'Dindar nesil istiyorsak medreselerin mutlaka olması gerekir'
Âlimler ve Medreseler Birliği (İTTİHAD) âlimi, medreselerin eğitim süreci, önemi ve medreselerin eski statüsüne kavuşturulması konularında açıklamada bulunarak "Dindar nesil istiyorsak medreselerin mutlaka olması gerekir" dedi.
İTTİHAD Van Âlimlerinden Molla Abdurrahman Emsen İTTİHAD’ın kuruluş amacından önemine, eğitim sürecinden medreselerin eski statüsüne kavuşturulmasına kadar birçok konuda İlke Haber Ajansına önemli açıklamalarda bulundu.

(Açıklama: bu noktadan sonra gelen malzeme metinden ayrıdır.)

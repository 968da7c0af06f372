//! Configuration validation.
//!
//! Serde and envy handle the syntactic side; the checks here are semantic.
//! Every validator returns all problems it finds, not just the first.

use std::net::SocketAddr;

use axum::http::Uri;
use thiserror::Error;

use crate::config::schema::{FrontendConfig, ListenerConfig, MinimalAppConfig};

/// A single semantic problem with a configuration value.
#[derive(Error, Debug, Clone, PartialEq, Eq)]
pub enum ValidationError {
    #[error("invalid bind address {value:?}: {reason}")]
    BindAddress { value: String, reason: String },

    #[error("invalid PORT {value:?}: {reason}")]
    Port { value: String, reason: String },

    #[error("invalid upstream URL {value:?}: {reason}")]
    UpstreamUrl { value: String, reason: String },

    #[error("upstream timeout must be at least one second")]
    ZeroTimeout,
}

/// Parse the raw `PORT` value.
pub fn parse_port(raw: &str) -> Result<u16, ValidationError> {
    raw.trim().parse::<u16>().map_err(|e| ValidationError::Port {
        value: raw.to_string(),
        reason: e.to_string(),
    })
}

/// Check that the listener address is a concrete socket address.
pub fn validate_listener(config: &ListenerConfig) -> Result<SocketAddr, ValidationError> {
    config
        .bind_address
        .parse::<SocketAddr>()
        .map_err(|e| ValidationError::BindAddress {
            value: config.bind_address.clone(),
            reason: e.to_string(),
        })
}

/// Parse the upstream URL into a request URI.
///
/// Only plain `http` is accepted since the relay client carries no TLS stack.
pub fn parse_upstream_url(raw: &str) -> Result<Uri, ValidationError> {
    let invalid = |reason: String| ValidationError::UpstreamUrl {
        value: raw.to_string(),
        reason,
    };

    let url = url::Url::parse(raw).map_err(|e| invalid(e.to_string()))?;
    if url.scheme() != "http" {
        return Err(invalid(format!("unsupported scheme {:?}", url.scheme())));
    }
    if url.host_str().map_or(true, str::is_empty) {
        return Err(invalid("missing host".to_string()));
    }

    url.as_str()
        .parse::<Uri>()
        .map_err(|e| invalid(e.to_string()))
}

/// Validate a frontend config, collecting every error.
pub fn validate_frontend(config: &FrontendConfig) -> Result<(), Vec<ValidationError>> {
    let mut errors = Vec::new();

    if let Err(e) = validate_listener(&config.listener) {
        errors.push(e);
    }
    if let Err(e) = parse_upstream_url(&config.upstream_url) {
        errors.push(e);
    }
    if config.upstream_timeout_secs == Some(0) {
        errors.push(ValidationError::ZeroTimeout);
    }

    if errors.is_empty() {
        Ok(())
    } else {
        Err(errors)
    }
}

/// Validate a minimal app config.
pub fn validate_minimal(config: &MinimalAppConfig) -> Result<(), Vec<ValidationError>> {
    validate_listener(&config.listener)
        .map(|_| ())
        .map_err(|e| vec![e])
}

İTTİHAD’ın kuruluş amacının medreselere vermiş olduğu önemden geldiğini belirten Molla Abdurrahman Emsen medreselerin eskiden beri halk arasında var olduğunu ve bu medreselerin eski statüsüne kavuşturularak canlandırılması gerektiğini söyleyerek Medreselerin Dindar neslin yetiştirilmesi için önemli olduğuna vurgu yaptı.
“İTTİHAD’ın kuruluş amacı medrese eğitiminin ne kadar önemli olduğunu göstermektir”
Medreselerin halk için önemli olduğunu ve eğitiminin yeniden ihyasının gerekli olduğun belirten Molla Emsen, “İTTİHAD’ın kuruluş amacı medreselere vermiş olduğu önemden geliyor. Medreseler eskiden beri halk arasında büyük bir önemi vardır. Halkımız inanç ve ahlak bakımından cumhuriyet dönemi öncesine kadar medrese kültüründen alarak geliyordu. Uzun zamandan beri bu medreseler halk arasından kaldırıldığından dolayı halkımız bu medrese ahlakından uzak kaldır. Dolayısıyla halkımız yönünü şaşırmış, rotasını kaybetmiş gemiye benzedi. İTTİHAD da bu tehlikeyi ve eksikliği fark ederek medreselerin birleşmesine ve medrese eğitiminin ne kadar önemli olduğunu bütün insanlara göstermek amacıyla tekrar medreseler ihyasına medreselerin tekrar kültürünü canlandırmasına karar verdi” dedi.
“Medreselerimizde eğitim, eski kadim medrese usulü üzerinden veriliyor”
İTTİHAD’a bağlı medreselerde temel olarak eski kadim medrese usulu üzerinden devam ettiğini ve bütün ilimlerden bir öğrenciyi doyurabilecek kadar eğitim verildiğini ifade eden Emsen, “Bazı ilimler tam veriliyor bazıları ise kendini bunun üzerinden bina edecek kadar eğitimi veriliyor. Van’daki medresemizde sarf nahy veriliyor aynı zamanda fıkıh, hadis ilimleri veriliyor. Bunun yanında da konuşma eğitimi veriliyor. Eski medreselerde okumuş birçok âlimimiz ilimlerinde herhangi bir eksik olmamsına rağmen arapça konuşmaya gelince bunda çok sıkıntılar çekiyor. Bir Arapça kitap rahat bir şekilde türkçeye çevrilebiliyor ancak bir türkçe kitabı Arapçaya çevirmek kolay olmuyor. Biz bunun da dersini vererek bunun gerçekleşmesini sağlıyoruz. Bunun yanında Ahlak dersleri veriliyor. Risale-i Nur dersleri veriliyor. Çünkü Risale-i nur asrımızın ilacıdır.” diye konuştu.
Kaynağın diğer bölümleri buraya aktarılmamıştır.